I’ve since improved upon the ultimate repast. Spaghetti with olive oil and fresh Parmesan, shoveled into your mouth from a mixing bowl on your chest as you recline watching a film. I foresaw my destiny as a bachelor when I admitted this was my Saturday Night ne plus ultra.

How to improve upon such elevated culinary expectations? I tried that once too. Unfiltered pear juice, in a hot shower, while peeing. Probably it was just too easy to orchestrate.

Our prison system

Returning home from Aspen recently, I drove by the state correctional facility in Buena Vista. My blood sugar was a bit low at the time and I had an epiphany of epic proportions. The individuals incarcerated in those ugly buildings aren’t criminals. No, not at all. They are simply victims of POOR NUTRITION! Show me a man who ate lots of Wonder Bread as a kid and I’ll show you a serial killer. Too much soda pop and Mike and Ike’s? A bank robber. Not enough cruciferous vegetables? Most likely a white collar criminal. Show me a young girl who doesn’t get her full complement of leafy greens and I’ll show you a young girl who has a lot of speeding tickets. And cake eaters? Well, I haven’t been able to discover a direct crime link but I think we all agree that they are, by and large, angry and annoying people.

WHAT? Yes! Trust me on this. It’s all about brain chemistry. It’s about neurotransmitters, chemical substances that cause our brains and our bodies to feel good and function normally. It’s about serotonin and epinephrine and dopamine and adrenaline. They regulate our moods, our thoughts, our sleep, our impulses. When certain substances are in short supply or are overabundant, it is IMPOSSIBLE to be a decent human being. Frequently, those that we lock up are drug addicts and alcoholics. Why? They are self-medicating! They know that they don’t feel quite right, and they are trying to fix the problem. But it’s not the right solution.

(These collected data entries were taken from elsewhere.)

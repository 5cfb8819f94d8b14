mod cli;

use std::{
    fs::{self, OpenOptions},
    path::Path,
    process::ExitCode,
    sync::Mutex,
};

use anyhow::{Context, Result};
use clap::Parser;
use tracing::error;
use tracing_subscriber::{prelude::*, EnvFilter};

use cli::{Cli, Command};

/// Exit code for configuration failures such as a missing credential.
const EXIT_CONFIG: u8 = 2;

#[tokio::main]
async fn main() -> ExitCode {
    let args = Cli::parse();
    if let Err(err) = init_logging(args.log_file.as_deref()) {
        eprintln!("failed to initialise logging: {err:#}");
        return ExitCode::FAILURE;
    }

    let config = match cli::load_config(args.config.as_deref()) {
        Ok(config) => config,
        Err(err) => {
            error!("{err:#}");
            return ExitCode::from(EXIT_CONFIG);
        }
    };

    match args.command {
        Command::Fetch { output } => cli::fetch(config, output).await,
        Command::Render {
            source,
            out,
            category,
            tech,
        } => report(cli::render(config, source, out, category, tech).await),
        Command::Technologies { source } => report(cli::technologies(config, source).await),
        Command::InitConfig { path } => report(cli::init_config(path)),
    }
}

fn report(result: Result<()>) -> ExitCode {
    match result {
        Ok(()) => ExitCode::SUCCESS,
        Err(err) => {
            error!("{err:#}");
            ExitCode::FAILURE
        }
    }
}

fn init_logging(log_file: Option<&Path>) -> Result<()> {
    let env_filter = EnvFilter::try_from_default_env().unwrap_or_else(|_| EnvFilter::new("info"));

    let stderr_layer = tracing_subscriber::fmt::layer()
        .with_target(false)
        .compact()
        .with_writer(std::io::stderr);

    let file_layer = match log_file {
        Some(path) => {
            if let Some(parent) = path.parent().filter(|p| !p.as_os_str().is_empty()) {
                fs::create_dir_all(parent)
                    .with_context(|| format!("failed to create {}", parent.display()))?;
            }
            let file = OpenOptions::new()
                .create(true)
                .append(true)
                .open(path)
                .with_context(|| format!("failed to open log file {}", path.display()))?;
            Some(
                tracing_subscriber::fmt::layer()
                    .with_target(true)
                    .with_ansi(false)
                    .compact()
                    .with_writer(Mutex::new(file)),
            )
        }
        None => None,
    };

    tracing_subscriber::registry()
        .with(env_filter)
        .with(stderr_layer)
        .with(file_layer)
        .init();

    Ok(())
}
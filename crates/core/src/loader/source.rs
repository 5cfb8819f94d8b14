use std::{future::Future, path::PathBuf, time::Duration};

use super::LoadError;

/// Where the loader obtains the raw games file text.
pub trait GamesSource {
    /// Human-readable location for log lines.
    fn describe(&self) -> String;

    /// Fetch the file body once.
    fn fetch(&self) -> impl Future<Output = Result<String, LoadError>> + Send;
}

/// Games file served over HTTP.
#[derive(Debug, Clone)]
pub struct HttpSource {
    client: reqwest::Client,
    url: String,
}

impl HttpSource {
    /// Source for `url` with a per-request timeout.
    pub fn new(url: impl Into<String>, timeout: Duration) -> Result<Self, LoadError> {
        let client = reqwest::Client::builder().timeout(timeout).build()?;
        Ok(Self {
            client,
            url: url.into(),
        })
    }
}

impl GamesSource for HttpSource {
    fn describe(&self) -> String {
        self.url.clone()
    }

    async fn fetch(&self) -> Result<String, LoadError> {
        let response = self.client.get(&self.url).send().await?;
        let status = response.status();
        if !status.is_success() {
            return Err(LoadError::Status(status.as_u16()));
        }
        Ok(response.text().await?)
    }
}

/// Games file on the local filesystem.
#[derive(Debug, Clone)]
pub struct FileSource {
    path: PathBuf,
}

impl FileSource {
    /// Source reading `path` on every attempt.
    pub fn new(path: impl Into<PathBuf>) -> Self {
        Self { path: path.into() }
    }
}

impl GamesSource for FileSource {
    fn describe(&self) -> String {
        self.path.display().to_string()
    }

    async fn fetch(&self) -> Result<String, LoadError> {
        Ok(tokio::fs::read_to_string(&self.path).await?)
    }
}
//! Shared domain models.

mod raw;

use std::fmt;

use serde::{de::DeserializeOwned, Deserialize, Deserializer, Serialize};

pub use raw::{CatalogResponse, RawGameRecord};

/// Opaque catalog identifier, passed through unchanged from the raw record.
#[derive(Debug, Clone, PartialEq, Eq, Hash, Serialize, Deserialize)]
#[serde(untagged)]
pub enum GameId {
    /// Numeric identifier (the common case for itch.io).
    Number(i64),
    /// Any other textual identifier.
    Text(String),
}

impl fmt::Display for GameId {
    fn fmt(&self, f: &mut fmt::Formatter<'_>) -> fmt::Result {
        match self {
            GameId::Number(id) => write!(f, "{id}"),
            GameId::Text(id) => f.write_str(id),
        }
    }
}

/// Portfolio bucket a game is sorted into.
#[derive(Debug, Clone, Copy, PartialEq, Eq, PartialOrd, Ord, Hash, Serialize, Deserialize)]
#[serde(rename_all = "lowercase")]
pub enum Category {
    /// Released titles with real traction.
    Published,
    /// Coursework and tutorial follow-alongs.
    Course,
    /// Game jam entries.
    Gamejam,
    /// Remakes of existing games.
    Clone,
    /// Prototypes, experiments and tools.
    Prototype,
}

impl Category {
    /// Every category, in declaration order.
    pub const ALL: [Category; 5] = [
        Category::Published,
        Category::Course,
        Category::Gamejam,
        Category::Clone,
        Category::Prototype,
    ];

    /// Lowercase wire name, identical to the serialized form.
    pub fn as_str(self) -> &'static str {
        match self {
            Category::Published => "published",
            Category::Course => "course",
            Category::Gamejam => "gamejam",
            Category::Clone => "clone",
            Category::Prototype => "prototype",
        }
    }
}

impl fmt::Display for Category {
    fn fmt(&self, f: &mut fmt::Formatter<'_>) -> fmt::Result {
        f.write_str(self.as_str())
    }
}

impl std::str::FromStr for Category {
    type Err = String;

    fn from_str(value: &str) -> Result<Self, Self::Err> {
        let needle = value.trim().to_lowercase();
        Category::ALL
            .into_iter()
            .find(|category| category.as_str() == needle)
            .ok_or_else(|| format!("unknown category `{value}`"))
    }
}

/// Platform availability flags.
#[derive(Debug, Clone, Copy, Default, PartialEq, Eq, Serialize, Deserialize)]
pub struct Platforms {
    /// Windows build available.
    #[serde(default, deserialize_with = "or_default")]
    pub windows: bool,
    /// macOS build available.
    #[serde(default, deserialize_with = "or_default")]
    pub mac: bool,
    /// Linux build available.
    #[serde(default, deserialize_with = "or_default")]
    pub linux: bool,
    /// Android build available.
    #[serde(default, deserialize_with = "or_default")]
    pub android: bool,
}

impl Platforms {
    /// True when no native platform flag is set (the game is browser-only).
    pub fn is_empty(&self) -> bool {
        !(self.windows || self.mac || self.linux || self.android)
    }
}

/// Popularity counters reported by the catalog.
#[derive(Debug, Clone, Copy, Default, PartialEq, Eq, Serialize, Deserialize)]
pub struct Stats {
    /// Number of downloads.
    #[serde(default, deserialize_with = "or_default")]
    pub downloads: u64,
    /// Number of page views.
    #[serde(default, deserialize_with = "or_default")]
    pub views: u64,
}

/// A catalog entry after filtering and inference, as persisted in the games file.
#[derive(Debug, Clone, PartialEq, Serialize, Deserialize)]
#[serde(rename_all = "camelCase")]
pub struct NormalizedGame {
    /// Stable identifier from the catalog.
    pub id: GameId,
    /// Display title.
    #[serde(default, deserialize_with = "or_default")]
    pub title: String,
    /// Short description, or a placeholder when the catalog has none.
    #[serde(default, deserialize_with = "or_default")]
    pub description: String,
    /// Canonical page of the game.
    #[serde(default, deserialize_with = "or_default")]
    pub url: String,
    /// Cover image, if the catalog provides one.
    #[serde(default, deserialize_with = "lenient")]
    pub cover_url: Option<String>,
    /// Inferred portfolio bucket.
    pub category: Category,
    /// Inferred technology tags in insertion order, without duplicates.
    #[serde(default, deserialize_with = "or_default")]
    pub technologies: Vec<String>,
    /// Native platform availability.
    #[serde(default, deserialize_with = "or_default")]
    pub platforms: Platforms,
    /// Download and view counters.
    #[serde(default, deserialize_with = "or_default")]
    pub stats: Stats,
    /// Publication flag from the catalog.
    #[serde(default, deserialize_with = "or_default")]
    pub published: bool,
    /// Opaque passthrough of the catalog's publication timestamp.
    #[serde(default, deserialize_with = "lenient")]
    pub published_at: Option<String>,
    /// Opaque passthrough of the catalog's creation timestamp.
    #[serde(default, deserialize_with = "lenient")]
    pub created_at: Option<String>,
    /// Minimum price, zero for free games.
    #[serde(default, deserialize_with = "or_default")]
    pub min_price: f64,
}

/// Deserialize a field, mapping `null` and values of the wrong shape to `None`.
pub(crate) fn lenient<'de, D, T>(deserializer: D) -> Result<Option<T>, D::Error>
where
    D: Deserializer<'de>,
    T: DeserializeOwned,
{
    let value = serde_json::Value::deserialize(deserializer)?;
    Ok(serde_json::from_value(value).ok())
}

/// Like [`lenient`], falling back to the type's default.
pub(crate) fn or_default<'de, D, T>(deserializer: D) -> Result<T, D::Error>
where
    D: Deserializer<'de>,
    T: DeserializeOwned + Default,
{
    Ok(lenient(deserializer)?.unwrap_or_default())
}
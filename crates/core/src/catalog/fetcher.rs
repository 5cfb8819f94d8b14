use std::path::PathBuf;

use tracing::{info, warn};

use crate::{
    config::AppConfig,
    games_file::GamesFile,
    models::{CatalogResponse, Category},
};

use super::{category_summary, interpret_response, FetchError, Normalizer};

/// Result of a successful fetcher run.
#[derive(Debug)]
pub enum FetchOutcome {
    /// A new snapshot replaced the games file.
    Written {
        /// Location of the written file.
        path: PathBuf,
        /// The snapshot that was written.
        file: GamesFile,
    },
    /// The catalog listed no games; nothing was written.
    Empty,
}

/// Pulls the catalog once and writes a full snapshot.
pub struct CatalogFetcher {
    config: AppConfig,
    normalizer: Normalizer,
}

impl CatalogFetcher {
    /// Fetcher using the default inference policies with the configured fallback category.
    pub fn new(config: AppConfig) -> Self {
        let normalizer = Normalizer::new(
            super::CategoryPolicy::with_fallback(config.fallback_category),
            super::TechnologyPolicy::default(),
        );
        Self { config, normalizer }
    }

    /// Destination of the snapshot.
    pub fn output_path(&self) -> PathBuf {
        self.config.output_path.clone()
    }

    /// Fetch, normalize and persist. The credential is checked before any I/O.
    pub async fn run(&self) -> Result<FetchOutcome, FetchError> {
        let api_key = self
            .config
            .api_key()
            .ok_or_else(|| FetchError::MissingCredential(self.config.api_key_env.clone()))?;

        info!("fetching games from the catalog");
        let response = self.request(&api_key).await?;
        self.store(response)
    }

    async fn request(&self, api_key: &str) -> Result<CatalogResponse, FetchError> {
        let client = reqwest::Client::builder()
            .timeout(self.config.request_timeout())
            .build()?;
        let response = client
            .get(self.config.catalog_endpoint(api_key))
            .send()
            .await?;
        let status = response.status().as_u16();
        let body = response.text().await?;
        interpret_response(status, &body)
    }

    /// Normalize a parsed response and write it, unless the catalog is empty.
    pub fn store(&self, response: CatalogResponse) -> Result<FetchOutcome, FetchError> {
        if response.is_empty() {
            warn!("no games found; leaving the games file untouched");
            return Ok(FetchOutcome::Empty);
        }
        info!("found {} games", response.len());

        let games = self.normalizer.normalize_all(&response.records());
        let file = GamesFile::new(games);
        let path = self.output_path();
        file.persist(&path).map_err(FetchError::Persist)?;
        info!("saved {} games to {}", file.total_games, path.display());

        log_summary(&category_summary(&file.games));
        Ok(FetchOutcome::Written { path, file })
    }
}

fn log_summary(summary: &std::collections::BTreeMap<Category, usize>) {
    info!("summary:");
    for (category, count) in summary {
        info!("  {category}: {count}");
    }
}

#[cfg(test)]
mod tests {
    use super::*;
    use anyhow::Result;
    use serde_json::json;
    use tempfile::tempdir;

    fn fetcher(output: PathBuf) -> CatalogFetcher {
        CatalogFetcher::new(AppConfig {
            output_path: output,
            api_key_env: "FOLIO_TEST_KEY_THAT_IS_NEVER_SET".to_string(),
            ..AppConfig::default()
        })
    }

    #[tokio::test]
    async fn missing_credential_fails_before_writing() -> Result<()> {
        let dir = tempdir()?;
        let path = dir.path().join("data/games.json");

        let err = fetcher(path.clone()).run().await.unwrap_err();
        assert!(err.is_configuration());
        assert!(!path.exists());
        Ok(())
    }

    #[tokio::test]
    async fn transport_errors_do_not_reveal_the_credential() -> Result<()> {
        let dir = tempdir()?;
        let key_env = "FOLIO_TEST_TRANSPORT_KEY";
        std::env::set_var(key_env, "sup3rs3cretkey");
        let fetcher = CatalogFetcher::new(AppConfig {
            output_path: dir.path().join("games.json"),
            api_key_env: key_env.to_string(),
            catalog_url: "http://127.0.0.1:9/api/1/{api_key}/my-games".to_string(),
            request_timeout_secs: 1,
            ..AppConfig::default()
        });

        let err = fetcher.run().await.unwrap_err();
        std::env::remove_var(key_env);

        assert!(matches!(err, FetchError::Transport(_)));
        let message = err.to_string();
        assert!(!message.contains("sup3rs3cretkey"), "leaked: {message}");
        assert!(!format!("{err:?}").contains("sup3rs3cretkey"));
        Ok(())
    }

    #[test]
    fn empty_catalog_writes_nothing() -> Result<()> {
        let dir = tempdir()?;
        let path = dir.path().join("data/games.json");
        let response: CatalogResponse = serde_json::from_value(json!({"games": []}))?;

        let outcome = fetcher(path.clone()).store(response)?;
        assert!(matches!(outcome, FetchOutcome::Empty));
        assert!(!path.exists());
        Ok(())
    }

    #[test]
    fn stores_published_games_in_catalog_order() -> Result<()> {
        let dir = tempdir()?;
        let path = dir.path().join("data/games.json");
        let response: CatalogResponse = serde_json::from_value(json!({
            "games": [
                {"id": 1, "title": "Quiet", "views_count": 5, "published": true},
                {"id": 2, "title": "Draft", "published": false},
                {"id": 3, "title": "Loud", "views_count": 5000, "published": true}
            ]
        }))?;

        let outcome = fetcher(path.clone()).store(response)?;
        let FetchOutcome::Written { file, .. } = outcome else {
            panic!("expected a written snapshot");
        };
        assert_eq!(file.total_games, 2);

        let loaded = GamesFile::load(&path)?;
        let titles: Vec<_> = loaded.games.iter().map(|game| game.title.as_str()).collect();
        assert_eq!(titles, vec!["Quiet", "Loud"]);
        assert_eq!(loaded.games[1].category, Category::Published);
        Ok(())
    }

    #[test]
    fn only_unpublished_games_still_writes_an_empty_snapshot() -> Result<()> {
        let dir = tempdir()?;
        let path = dir.path().join("games.json");
        let response: CatalogResponse =
            serde_json::from_value(json!({"games": [{"id": 1, "published": false}]}))?;

        fetcher(path.clone()).store(response)?;
        let loaded = GamesFile::load(&path)?;
        assert_eq!(loaded.total_games, 0);
        assert!(loaded.games.is_empty());
        Ok(())
    }
}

So how DO we stay healthy and happy? PROPER NUTRITION AND EXERCISE! This leads me to my proposal. Instead of incarcerating individuals who perpetuate wrongs on the American public, let’s send them to nutritional camps. They can eat the proper foods, get moderate cardiovascular exercise, lots of quality sleep. . .maybe we’ll even throw in a couple days of weight training. As a special treat, probably on Sundays, we’ll bring in a cute Pilates instructor so they can work on their core strength and develop flexibility.

Of course, the retards at the FDA can’t be in charge of my revolutionary program. They, after all, are the douche bags that gave us the food pyramid. Nor can any nutritionist who graduated from the General Mills College of Bullshit (it’s everyone’s alma mater. . .ask ’em). No. I’m going to call my friends, Dr. Julian Whitaker and Dr. David Williams, the most awesome health gurus in the country. They can come up with a diet that includes freshly-milled whole grain products, raw organic produce, hormone-free lean proteins, and lots of distilled water. I’ll call Kathy Smith to put together an exercise program. THE FIRM can be in charge of the weight training. We’ll get these “criminals” put back together in no time flat! We’ll educate the heck out of them and when they’ve completed the program we’ll drop them off at the local Whole Foods market with a couple of crisp $20s. The 400 employees of the prison (a career choice, by the way, which is also closely related to a paucity of necessary neurotransmitters) can run the program, under close supervision.

If you really think about it, you know I’m right. You know that certain foods make you feel great, others not so much. You know that a lack of sleep can leave you unable to cope with the stresses of the day. A nice hike on a beautiful afternoon is a fantastic tension buster. Shouldn’t we give these people a chance to experience all that life has to offer? Is it really their fault that no one taught them how to stay sane and healthy? I think not. I think they are victims.

Most days I’m just one Hostess HoHo away from committing an unthinkable act. There, but by the grace of God, and the power of sensible nutrition and moderate exercise, go I.